Otras veces he dicho que Calvet no pertenece a la manada de los artistas brut, aunque se aproveche del arte crudo para cocinar su estética, y su historia personal, llevada a la pantalla en el excelente documental Calvet (2011), del realizador francés Dominic Allan, le aporte ese soundtrack de outsider al que se refiere Marina Hadley. Pero hay en Calvet demasiada conciencia creativa, armonía, influencias visuales y genialidades compositivas para encerrarlo en ese limitado concepto en el que el arte es más una patología que un oficio.

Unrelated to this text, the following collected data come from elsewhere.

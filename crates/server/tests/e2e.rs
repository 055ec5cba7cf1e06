//! Both services wired together: the clients service reaches a live
//! accounts service through the REST client.

use std::net::{Ipv4Addr, SocketAddr};
use std::sync::Arc;
use std::time::Duration;

use axum::Router;
use reqwest::StatusCode;
use serde_json::{json, Value};
use server::routes::{build_accounts_router, build_clients_router};
use server::state::{AccountsState, ClientsState};
use service::account::repository::mock::MockAccountRepository;
use service::client::repository::mock::MockClientRepository;
use service::mks::RestAccountsMks;
use tokio::net::TcpListener;

async fn spawn(app: Router) -> anyhow::Result<SocketAddr> {
    let listener = TcpListener::bind((Ipv4Addr::LOCALHOST, 0)).await?;
    let addr = listener.local_addr()?;
    tokio::spawn(async move {
        if let Err(e) = axum::serve(listener, app).await { eprintln!("server error: {}", e); }
    });
    Ok(addr)
}

struct Services {
    clients_url: String,
    accounts: Arc<MockAccountRepository>,
}

async fn start() -> anyhow::Result<Services> {
    let accounts = Arc::new(MockAccountRepository::default());
    let accounts_addr = spawn(build_accounts_router(AccountsState::new(accounts.clone()))).await?;

    let mks = RestAccountsMks::new(format!("http://{}", accounts_addr), Duration::from_secs(5))?;
    let state = ClientsState::new(Arc::new(MockClientRepository::default()), Arc::new(mks));
    let clients_addr = spawn(build_clients_router(state)).await?;
    Ok(Services { clients_url: format!("http://{}", clients_addr), accounts })
}

#[tokio::test]
async fn client_lifecycle_drives_the_accounts_service() -> anyhow::Result<()> {
    let s = start().await?;
    let c = reqwest::Client::new();

    let res = c
        .post(format!("{}/client", s.clients_url))
        .json(&json!({
            "name": "Olga", "surname": "Ivanova",
            "accounts": [
                {"balance": 123.12, "currency": "RUB", "name": "Acc1"},
                {"balance": 465657.86, "currency": "USD", "name": "Acc2"}
            ]
        }))
        .send()
        .await?;
    assert_eq!(res.status(), StatusCode::CREATED);
    let created: Value = res.json().await?;
    let id = created["id"].as_i64().expect("id");
    assert_eq!(s.accounts.len(), 2);

    let found: Value = c.get(format!("{}/client/{}", s.clients_url, id)).send().await?.json().await?;
    let accounts = found["accounts"].as_array().cloned().unwrap_or_default();
    assert_eq!(accounts.len(), 2);
    assert_eq!(accounts[1]["balance"].to_string(), "465657.86");

    let res = c
        .put(format!("{}/client", s.clients_url))
        .json(&json!({"id": id, "name": "Olga", "surname": "Ivanova", "accounts": [accounts[0]]}))
        .send()
        .await?;
    assert_eq!(res.status(), StatusCode::OK);
    assert_eq!(s.accounts.len(), 1);

    let res = c.delete(format!("{}/client/{}", s.clients_url, id)).send().await?;
    assert_eq!(res.status(), StatusCode::OK);
    assert!(s.accounts.is_empty());
    Ok(())
}

#[tokio::test]
async fn rejected_accounts_surface_as_bad_mks_request() -> anyhow::Result<()> {
    let s = start().await?;

    // accounts carrying an id are refused by the accounts service
    let res = reqwest::Client::new()
        .post(format!("{}/client", s.clients_url))
        .json(&json!({"name": "Olga", "surname": "Ivanova",
                      "accounts": [{"id": 5345, "balance": 1.0, "currency": "RUB", "name": "Acc1"}]}))
        .send()
        .await?;
    assert_eq!(res.status(), StatusCode::BAD_GATEWAY);
    let err: Value = res.json().await?;
    assert_eq!(err["errType"], "bad_mks_request");
    let message = err["message"].as_str().unwrap_or_default();
    assert!(message.starts_with("Mks Accounts Error, url"));
    assert!(message.contains("validation"));

    let all: Vec<Value> = reqwest::get(format!("{}/client", s.clients_url)).await?.json().await?;
    assert!(all.is_empty());
    Ok(())
}

#[tokio::test]
async fn large_balances_cross_both_services_unchanged() -> anyhow::Result<()> {
    let s = start().await?;
    let c = reqwest::Client::new();

    let res = c
        .post(format!("{}/client", s.clients_url))
        .header("content-type", "application/json")
        .body(r#"{"name":"Olga","surname":"Ivanova","accounts":[{"balance":12345678901234567.89,"currency":"RUB","name":"Big"}]}"#)
        .send()
        .await?;
    assert_eq!(res.status(), StatusCode::CREATED);
    let created: Value = res.json().await?;
    let id = created["id"].as_i64().expect("id");

    let text = c.get(format!("{}/client/{}", s.clients_url, id)).send().await?.text().await?;
    assert!(text.contains(r#""balance":12345678901234567.89"#), "{}", text);
    Ok(())
}
use std::sync::Arc;

use service::account::repository::AccountRepository;
use service::account::AccountService;
use service::client::repository::ClientRepository;
use service::client::ClientService;
use service::mks::AccountsMks;

pub type DynAccountService = AccountService<dyn AccountRepository>;
pub type DynClientService = ClientService<dyn ClientRepository, dyn AccountsMks>;

#[derive(Clone)]
pub struct AccountsState {
    pub accounts: Arc<DynAccountService>,
}

impl AccountsState {
    pub fn new(repo: Arc<dyn AccountRepository>) -> Self {
        Self { accounts: Arc::new(AccountService::new(repo)) }
    }
}

#[derive(Clone)]
pub struct ClientsState {
    pub clients: Arc<DynClientService>,
}

impl ClientsState {
    pub fn new(repo: Arc<dyn ClientRepository>, mks: Arc<dyn AccountsMks>) -> Self {
        Self { clients: Arc::new(ClientService::new(repo, mks)) }
    }
}
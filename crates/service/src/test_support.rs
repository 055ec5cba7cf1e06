#![cfg(test)]
use migration::MigratorTrait;
use models::db::connect_with_config;
use sea_orm::DatabaseConnection;
use tokio::sync::OnceCell;

// Ensure migrations run only once across the entire test process
static MIGRATED: OnceCell<bool> = OnceCell::const_new();

fn test_db_config() -> Option<configs::DatabaseConfig> {
    if std::env::var("SKIP_DB_TESTS").is_ok() {
        return None;
    }
    let url = std::env::var("DATABASE_URL").ok()?;
    Some(configs::DatabaseConfig {
        url,
        max_connections: 10,
        min_connections: 1,
        acquire_timeout_secs: 10,
        ..configs::DatabaseConfig::default()
    })
}

/// A migrated database connection, or `None` when `DATABASE_URL` is not
/// configured (database tests then pass vacuously).
pub async fn get_db() -> Result<Option<DatabaseConnection>, anyhow::Error> {
    let Some(cfg) = test_db_config() else {
        eprintln!("skip: DATABASE_URL not set (or SKIP_DB_TESTS set)");
        return Ok(None);
    };

    // Run migrations exactly once, with a throwaway connection
    let migrated = MIGRATED
        .get_or_init(|| async {
            let Ok(db) = connect_with_config(&cfg).await else { return false };
            let ok = migration::AccountsMigrator::up(&db, None).await.is_ok()
                && migration::ClientsMigrator::up(&db, None).await.is_ok();
            drop(db);
            ok
        })
        .await;
    if !*migrated {
        anyhow::bail!("database configured but migrations failed");
    }

    // Return a fresh connection for the current test's runtime
    let db = connect_with_config(&cfg).await?;
    Ok(Some(db))
}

El arte de Calvet puede ser perturbador, pero su enfermedad es de otra índole, su producción visual se rige por una apoteosis controlada. Esa que permite separar el arte de la grafomanía compulsiva. Su rebeldía es además potable, obsesiva, trasformadora, pero dentro de un canon. Es dentro de ese teatro de las indefiniciones: mainstream-outsider, nicaragüense-francés, urbano-rural, repulsivo-atractivo, que Jean Marc Calvet elabora las coordenadas de su identidad visual.
Al observar ese santuario del arte urbano en que se ha transformado MZUrban Art con las obras de Between you and me, otras paredes pulsan insistentes desde la memoria. MZUrban Art cierra un exitoso ciclo transformado en mímesis del club CBGB de Bowery, en el East Village, donde hace tres décadas nació una nueva cultura y una sonoridad musical de la que esta obra irreverente y poderosa indiscutiblemente se nutre y en la que encaja como el más perfecto registro visual. Y pienso en el desafío de Marina Hardley, y en que de llevar música la obra de Calvet saltaría bajo el ritmo asincopado e hipnotizante de una ópera punk rock.